Assessment, implementation, safety checks.
The nurse is really the gatekeeper here.
Absolutely.
Assessment is paramount.
You're constantly evaluating fluid status.
Checking skin turgor, pinching the skin, maybe over the sternum, clavicle, or forehead.
How quickly does it snap back?
What's normal versus bad?
Instant rebound is normal.
If it stays tented for more than a couple of seconds, that indicates pretty severe dehydration.
You're also checking mucous membranes, urine output, vital signs, daily weights.
Listening to lung sounds for crackles, checking for edema.
Exactly.
And specifically for potassium, you're watching for those early signs of hypokalemia, the muscle weakness, the lethargy, anorexia, and you have to check the patient's medication list for interactions, like those ACE inhibitors or potassium -sparing diuretics that raise potassium level.
When it comes to implementation,
we talked about the rules for IV potassium dilution, pump, rate limits.
What about just general IV site care?
Crucial.
You need to assess that IV site frequently.
Look for signs of infiltration, the fluid leaking into the tissue.
That looks like swelling, coolness around the site, maybe pain, slowed infusion rate, no blood return.
Versus phlebitis.
Right.
Thrombophlebitis is inflammation of the vein.

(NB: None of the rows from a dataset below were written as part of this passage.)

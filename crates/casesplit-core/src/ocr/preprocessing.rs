//! Image enhancement applied to footer crops before recognition.

use image::imageops::{self, FilterType};
use image::{DynamicImage, GenericImageView, GrayImage, Luma};
use tracing::debug;

use crate::error::OcrError;
use crate::models::config::EnhanceOptions;

/// Image preprocessor for small, printed footer regions.
pub struct ImagePreprocessor {
    /// Side of the square neighbourhood used for adaptive thresholding.
    threshold_block: u32,
    /// Constant subtracted from the local mean.
    threshold_c: i32,
    /// Unsharp-mask blur radius.
    sharpen_radius: f32,
    /// Unsharp-mask minimum difference.
    sharpen_threshold: i32,
}

impl ImagePreprocessor {
    /// Create a new preprocessor with default settings.
    pub fn new() -> Self {
        Self {
            threshold_block: 31,
            threshold_c: 10,
            sharpen_radius: 1.0,
            sharpen_threshold: 2,
        }
    }

    /// Upscale, grayscale, contrast, sharpen, denoise and binarize.
    pub fn enhance(
        &self,
        image: &DynamicImage,
        options: &EnhanceOptions,
    ) -> Result<DynamicImage, OcrError> {
        let (width, height) = image.dimensions();
        if width == 0 || height == 0 {
            return Err(OcrError::InvalidImage(format!(
                "empty crop {}x{}",
                width, height
            )));
        }
        if !(options.upscale.is_finite() && options.upscale > 0.0) {
            return Err(OcrError::Preprocessing(format!(
                "invalid upscale factor {}",
                options.upscale
            )));
        }

        // 1) Upscale (bicubic)
        let scaled = if (options.upscale - 1.0).abs() > f32::EPSILON {
            let new_width = ((width as f32 * options.upscale) as u32).max(1);
            let new_height = ((height as f32 * options.upscale) as u32).max(1);
            image.resize_exact(new_width, new_height, FilterType::CatmullRom)
        } else {
            image.clone()
        };

        // 2) Grayscale
        let mut gray = scaled.to_luma8();

        // 3) Contrast
        if (options.contrast - 1.0).abs() > f32::EPSILON {
            gray = self.adjust_contrast(&gray, options.contrast);
        }

        // 4) Sharpen
        if options.sharpen > 0.0 && (options.sharpen - 1.0).abs() > f32::EPSILON {
            let percent = ((options.sharpen - 1.0) * 150.0).max(0.0) as i32;
            gray = if percent <= 0 {
                self.sharpen_kernel(&gray)
            } else {
                self.unsharp_mask(&gray, percent)
            };
        }

        // 5) Denoise and binarize
        if options.denoise {
            gray = self.median3(&gray);
        }
        let binary = self.adaptive_threshold(&gray);

        debug!(
            "Enhanced crop {}x{} -> {}x{}",
            width,
            height,
            binary.width(),
            binary.height()
        );

        Ok(DynamicImage::ImageLuma8(binary))
    }

    /// Scale pixel distance from the image mean by `factor`.
    fn adjust_contrast(&self, image: &GrayImage, factor: f32) -> GrayImage {
        let count = (image.width() as u64 * image.height() as u64).max(1);
        let sum: u64 = image.pixels().map(|p| p[0] as u64).sum();
        let mean = (sum as f32 / count as f32).round();

        let mut out = image.clone();
        for pixel in out.pixels_mut() {
            let value = mean + factor * (pixel[0] as f32 - mean);
            pixel[0] = value.round().clamp(0.0, 255.0) as u8;
        }
        out
    }

    fn sharpen_kernel(&self, image: &GrayImage) -> GrayImage {
        let kernel = [
            -0.125, -0.125, -0.125, //
            -0.125, 2.0, -0.125, //
            -0.125, -0.125, -0.125,
        ];
        imageops::filter3x3(image, &kernel)
    }

    fn unsharp_mask(&self, image: &GrayImage, percent: i32) -> GrayImage {
        let blurred = imageops::blur(image, self.sharpen_radius);
        let mut out = image.clone();

        for (x, y, pixel) in out.enumerate_pixels_mut() {
            let original = pixel[0] as i32;
            let diff = original - blurred.get_pixel(x, y)[0] as i32;
            if diff.abs() >= self.sharpen_threshold {
                let value = original + diff * percent / 100;
                pixel[0] = value.clamp(0, 255) as u8;
            }
        }
        out
    }

    /// 3x3 median filter; edges use the clamped neighbourhood.
    fn median3(&self, image: &GrayImage) -> GrayImage {
        let (width, height) = image.dimensions();
        let mut out = GrayImage::new(width, height);
        let mut window = Vec::with_capacity(9);

        for y in 0..height {
            for x in 0..width {
                window.clear();
                for ny in y.saturating_sub(1)..(y + 2).min(height) {
                    for nx in x.saturating_sub(1)..(x + 2).min(width) {
                        window.push(image.get_pixel(nx, ny)[0]);
                    }
                }
                window.sort_unstable();
                out.put_pixel(x, y, Luma([window[window.len() / 2]]));
            }
        }
        out
    }

    /// Local-mean threshold using an integral image.
    fn adaptive_threshold(&self, image: &GrayImage) -> GrayImage {
        let (width, height) = image.dimensions();
        let (w, h) = (width as usize, height as usize);

        // (w + 1) x (h + 1) summed-area table
        let mut integral = vec![0u64; (w + 1) * (h + 1)];
        for y in 0..h {
            let mut row_sum = 0u64;
            for x in 0..w {
                row_sum += image.get_pixel(x as u32, y as u32)[0] as u64;
                integral[(y + 1) * (w + 1) + (x + 1)] = integral[y * (w + 1) + (x + 1)] + row_sum;
            }
        }

        let half = (self.threshold_block / 2) as usize;
        let mut result = GrayImage::new(width, height);

        for y in 0..h {
            let y0 = y.saturating_sub(half);
            let y1 = (y + half + 1).min(h);
            for x in 0..w {
                let x0 = x.saturating_sub(half);
                let x1 = (x + half + 1).min(w);

                let sum = integral[y1 * (w + 1) + x1] + integral[y0 * (w + 1) + x0]
                    - integral[y0 * (w + 1) + x1]
                    - integral[y1 * (w + 1) + x0];
                let count = ((y1 - y0) * (x1 - x0)) as u64;

                let mean = (sum / count) as i32;
                let pixel_value = image.get_pixel(x as u32, y as u32)[0] as i32;
                let output = if pixel_value > mean - self.threshold_c { 255 } else { 0 };
                result.put_pixel(x as u32, y as u32, Luma([output]));
            }
        }

        result
    }
}

impl Default for ImagePreprocessor {
    fn default() -> Self {
        Self::new()
    }
}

That'll be redness, warmth, tenderness along the vein path, maybe a palpable cord.
If either happens, stop the infusion, remove the IV, restart elsewhere.
And for blood products, we mentioned saline only.
What else?
The double -check.
Two licensed nurses must verify the patient identity and the blood product details right at the bedside before starting the infusion.
Compatibility check is vital.
And monitoring during the transfusion.
Continuous monitoring, especially for the first 15 minutes.
Watch closely for any signs of a transfusion reaction.
Fever usually defined as a rise of one degree Celsius or more chills, shortness of breath, low back pain, itching, rash.
Stop immediately if you suspect a reaction.
Okay.
And those hypertonic solutions like 3 % saline.
Special precautions.
Definitely.
Because they can cause volume overload and are irritating to veins, they should ideally be given through a central line or a large bore peripheral IV.
And because of the risks we talked about, like CPM, the patient needs very close monitoring, often in an ICU setting, including frequent neurochecks and lab draws.
Makes sense.
Finally, evaluation.
How do we know if our fluid and electrolyte therapy is working?
You look for improvement.
Are the vital signs normalizing?
Is the urine output adequate?
Are the lab values sodium, potassium, hemoglobin, hematocrit moving towards the normal range?
Does the patient report feeling better, having more energy?
Can they tolerate activity better?
And equally important, are we watching for adverse effects?
Always.
Especially signs of fluid overload.
Listen to those lungs for crackles.
Look for JVD jugular vein distension.
Check for worsening edema, shortness of breath.
You're constantly reassessing the balance.
Okay.
So wrapping this all up, it's a complex balancing act.
It really is.
The key takeaways.
Know your fluid's crystalloids for general hydration,
colloids for specific volume expansion when needed, blood products for oxygen and major loss.
And be incredibly vigilant with potassium administration rates and hypertonic saline correction speed.
Those are where the biggest immediate dangers lie.
We've spent all this time talking about medical interventions, the fluids we give.
But it makes you think.
The body works so hard constantly to maintain that uvulaemia, that perfect balance.
How easily could factors outside the hospital, maybe just a bad stomach bug or working outside on a really hot day or even just a poor diet tip someone over the edge from balanced into a critical electrolyte imbalance or dehydration state?
That's a really great point.
It underscores how fundamental this balance is and how seemingly small things can disrupt it quite profoundly.
It really is basic life support, understanding and managing this.
It really is.
Well, thank you for walking us through this incredibly important chapter.
My pleasure.
Hope this helps clarify things for everyone listening.
We certainly hope these deep dives gave you the structure and the key points you need to feel more confident with fluids and electrolytes.